→ TASK DESCRIPTION
Scan the entries for the word "ContactEndpoint" and return every line that has it.

→ DATASET

╭──

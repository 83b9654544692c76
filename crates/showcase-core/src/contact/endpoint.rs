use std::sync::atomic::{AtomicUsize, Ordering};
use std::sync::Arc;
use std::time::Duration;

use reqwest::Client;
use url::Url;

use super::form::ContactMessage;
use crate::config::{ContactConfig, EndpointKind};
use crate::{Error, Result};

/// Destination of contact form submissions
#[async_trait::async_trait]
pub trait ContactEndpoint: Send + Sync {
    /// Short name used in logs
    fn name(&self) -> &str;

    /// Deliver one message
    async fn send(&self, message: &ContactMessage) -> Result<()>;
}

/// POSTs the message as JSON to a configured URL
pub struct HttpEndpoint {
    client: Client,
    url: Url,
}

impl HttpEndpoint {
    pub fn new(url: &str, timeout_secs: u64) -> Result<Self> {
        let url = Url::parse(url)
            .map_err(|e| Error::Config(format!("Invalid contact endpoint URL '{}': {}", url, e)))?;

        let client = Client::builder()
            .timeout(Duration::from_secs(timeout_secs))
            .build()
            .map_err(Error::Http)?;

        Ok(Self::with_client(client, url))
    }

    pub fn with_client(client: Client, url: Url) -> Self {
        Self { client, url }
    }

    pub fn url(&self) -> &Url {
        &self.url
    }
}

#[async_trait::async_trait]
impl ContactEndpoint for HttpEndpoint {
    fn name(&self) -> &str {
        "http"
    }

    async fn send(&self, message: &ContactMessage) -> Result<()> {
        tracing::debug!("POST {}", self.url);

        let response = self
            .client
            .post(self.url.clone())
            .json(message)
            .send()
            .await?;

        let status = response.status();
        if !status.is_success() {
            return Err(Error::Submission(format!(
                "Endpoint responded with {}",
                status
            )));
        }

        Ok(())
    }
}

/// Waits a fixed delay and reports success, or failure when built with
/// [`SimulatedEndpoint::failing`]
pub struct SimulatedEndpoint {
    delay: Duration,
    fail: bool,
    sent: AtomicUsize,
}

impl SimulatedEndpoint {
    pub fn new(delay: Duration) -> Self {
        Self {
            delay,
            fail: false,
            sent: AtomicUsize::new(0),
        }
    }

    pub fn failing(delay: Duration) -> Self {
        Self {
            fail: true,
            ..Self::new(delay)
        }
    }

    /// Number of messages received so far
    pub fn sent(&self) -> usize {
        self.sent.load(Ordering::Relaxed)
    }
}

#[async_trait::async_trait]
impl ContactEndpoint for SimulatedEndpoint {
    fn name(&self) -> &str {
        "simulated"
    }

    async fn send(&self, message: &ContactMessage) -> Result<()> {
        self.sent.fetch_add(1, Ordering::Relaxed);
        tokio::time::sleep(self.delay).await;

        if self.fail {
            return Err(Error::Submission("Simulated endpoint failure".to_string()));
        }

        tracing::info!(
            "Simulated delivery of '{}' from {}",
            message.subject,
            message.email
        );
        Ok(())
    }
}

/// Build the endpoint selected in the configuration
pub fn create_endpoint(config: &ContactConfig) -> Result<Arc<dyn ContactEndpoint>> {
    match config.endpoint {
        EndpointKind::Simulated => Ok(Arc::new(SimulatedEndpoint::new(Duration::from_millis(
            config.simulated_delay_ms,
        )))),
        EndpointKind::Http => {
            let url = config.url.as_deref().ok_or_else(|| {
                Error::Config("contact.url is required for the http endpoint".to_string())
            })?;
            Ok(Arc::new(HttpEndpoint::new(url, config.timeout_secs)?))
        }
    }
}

╰──
╭──

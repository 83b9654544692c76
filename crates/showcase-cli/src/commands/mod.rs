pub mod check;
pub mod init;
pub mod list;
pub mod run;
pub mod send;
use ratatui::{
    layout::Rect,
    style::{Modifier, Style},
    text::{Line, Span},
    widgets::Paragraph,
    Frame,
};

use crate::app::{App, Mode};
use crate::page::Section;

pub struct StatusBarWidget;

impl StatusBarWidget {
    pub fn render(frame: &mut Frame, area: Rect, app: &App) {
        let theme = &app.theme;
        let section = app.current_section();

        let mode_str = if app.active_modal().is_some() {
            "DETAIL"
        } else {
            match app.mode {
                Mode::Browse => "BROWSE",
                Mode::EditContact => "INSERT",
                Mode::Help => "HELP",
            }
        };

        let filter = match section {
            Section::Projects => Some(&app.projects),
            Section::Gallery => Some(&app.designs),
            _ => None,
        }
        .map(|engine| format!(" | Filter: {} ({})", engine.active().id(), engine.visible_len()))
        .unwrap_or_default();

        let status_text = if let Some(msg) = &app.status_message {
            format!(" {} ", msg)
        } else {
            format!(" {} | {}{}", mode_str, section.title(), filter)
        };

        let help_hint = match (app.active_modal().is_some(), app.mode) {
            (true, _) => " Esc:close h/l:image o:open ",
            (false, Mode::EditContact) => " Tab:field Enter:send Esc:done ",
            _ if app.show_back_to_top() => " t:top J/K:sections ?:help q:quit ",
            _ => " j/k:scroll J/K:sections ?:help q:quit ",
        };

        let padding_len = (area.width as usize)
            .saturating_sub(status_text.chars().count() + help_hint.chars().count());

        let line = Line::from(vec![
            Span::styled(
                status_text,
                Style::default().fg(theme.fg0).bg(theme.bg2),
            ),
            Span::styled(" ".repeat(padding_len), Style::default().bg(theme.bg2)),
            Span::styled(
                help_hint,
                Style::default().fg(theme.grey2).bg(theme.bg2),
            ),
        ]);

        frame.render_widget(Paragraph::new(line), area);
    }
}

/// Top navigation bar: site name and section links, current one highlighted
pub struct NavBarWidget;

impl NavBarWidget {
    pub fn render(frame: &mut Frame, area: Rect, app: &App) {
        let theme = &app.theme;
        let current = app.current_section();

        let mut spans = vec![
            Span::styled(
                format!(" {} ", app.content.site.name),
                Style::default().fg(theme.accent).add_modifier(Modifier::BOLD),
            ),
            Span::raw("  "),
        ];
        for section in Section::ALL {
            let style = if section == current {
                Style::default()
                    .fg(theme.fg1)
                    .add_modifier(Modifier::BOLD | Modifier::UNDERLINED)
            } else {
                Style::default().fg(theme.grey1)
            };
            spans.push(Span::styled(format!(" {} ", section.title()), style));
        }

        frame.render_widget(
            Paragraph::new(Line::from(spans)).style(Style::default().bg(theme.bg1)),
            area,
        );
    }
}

╰──

→ RESULT OF THE TASK
pub trait ContactEndpoint: Send + Sync {
impl ContactEndpoint for HttpEndpoint {
impl ContactEndpoint for SimulatedEndpoint {
pub fn create_endpoint(config: &ContactConfig) -> Result<Arc<dyn ContactEndpoint>> {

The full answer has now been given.